• REQUIRED WORK
Repeat the line that contains "application config directory." exactly, along with each following line up to and including the last line of the entries.

Stored data entries
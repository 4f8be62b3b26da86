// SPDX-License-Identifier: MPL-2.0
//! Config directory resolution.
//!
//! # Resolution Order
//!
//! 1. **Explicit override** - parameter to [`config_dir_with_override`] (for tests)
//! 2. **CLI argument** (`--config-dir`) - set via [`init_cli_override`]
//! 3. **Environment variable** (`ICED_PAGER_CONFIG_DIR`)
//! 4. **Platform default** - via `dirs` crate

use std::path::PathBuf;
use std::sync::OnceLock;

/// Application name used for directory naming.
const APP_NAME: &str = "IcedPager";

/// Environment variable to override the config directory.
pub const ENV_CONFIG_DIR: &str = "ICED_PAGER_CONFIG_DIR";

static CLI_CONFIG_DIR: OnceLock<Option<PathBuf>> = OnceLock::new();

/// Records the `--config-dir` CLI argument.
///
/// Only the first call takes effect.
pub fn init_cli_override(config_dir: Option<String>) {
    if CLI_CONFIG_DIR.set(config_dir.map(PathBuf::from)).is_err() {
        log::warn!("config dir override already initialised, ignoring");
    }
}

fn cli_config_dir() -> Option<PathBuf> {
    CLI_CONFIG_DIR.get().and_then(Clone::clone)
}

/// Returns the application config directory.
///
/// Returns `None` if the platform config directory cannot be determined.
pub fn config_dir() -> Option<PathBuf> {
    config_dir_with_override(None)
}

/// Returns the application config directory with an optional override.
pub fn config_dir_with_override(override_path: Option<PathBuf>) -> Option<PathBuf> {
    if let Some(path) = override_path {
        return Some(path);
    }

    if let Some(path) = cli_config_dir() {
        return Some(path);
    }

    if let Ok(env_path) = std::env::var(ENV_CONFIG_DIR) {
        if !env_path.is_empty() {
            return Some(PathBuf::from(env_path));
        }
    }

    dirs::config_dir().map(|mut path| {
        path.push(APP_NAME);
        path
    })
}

• RESULT FOR THIS EXERCISE
/// Returns the application config directory.
///
/// Returns `None` if the platform config directory cannot be determined.
pub fn config_dir() -> Option<PathBuf> {
    config_dir_with_override(None)
}

/// Returns the application config directory with an optional override.
pub fn config_dir_with_override(override_path: Option<PathBuf>) -> Option<PathBuf> {
    if let Some(path) = override_path {
        return Some(path);
    }

    if let Some(path) = cli_config_dir() {
        return Some(path);
    }

    if let Ok(env_path) = std::env::var(ENV_CONFIG_DIR) {
        if !env_path.is_empty() {
            return Some(PathBuf::from(env_path));
        }
    }

    dirs::config_dir().map(|mut path| {
        path.push(APP_NAME);
        path
    })
}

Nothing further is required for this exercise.